What to do => Lines from the one containing "source.kind() == std::io::ErrorKind::NotFound" through the final line of the entries below: reproduce them exactly, all of them and only them.

Entries taken from a collection

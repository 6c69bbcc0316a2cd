use std::path::{Path, PathBuf};

use serde::de::DeserializeOwned;
use thiserror::Error;
use tracing::debug;

#[derive(Debug, Error)]
pub enum FsError {
  #[error("io error on {path:?}: {source}")]
  Io {
    path: PathBuf,
    #[source]
    source: std::io::Error,
  },

  #[error("invalid json in {path:?}: {source}")]
  Json {
    path: PathBuf,
    #[source]
    source: serde_json::Error,
  },
}

/// Reads and decodes a JSON document without blocking the executor.
pub async fn read_json<T: DeserializeOwned>(path: &Path) -> Result<T, FsError> {
  let bytes =
    tokio::fs::read(path).await.map_err(|source| FsError::Io { path: path.to_path_buf(), source })?;
  debug!(path = %path.display(), bytes = bytes.len(), "read json");
  serde_json::from_slice(&bytes).map_err(|source| FsError::Json { path: path.to_path_buf(), source })
}

/// Like [`read_json`], but a missing file yields `Ok(None)`.
pub async fn read_json_opt<T: DeserializeOwned>(path: &Path) -> Result<Option<T>, FsError> {
  match read_json(path).await {
    Ok(v) => Ok(Some(v)),
    Err(FsError::Io { source, .. }) if source.kind() == std::io::ErrorKind::NotFound => Ok(None),
    Err(e) => Err(e),
  }
}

Exercise answer =>
    Err(FsError::Io { source, .. }) if source.kind() == std::io::ErrorKind::NotFound => Ok(None),
    Err(e) => Err(e),
  }
}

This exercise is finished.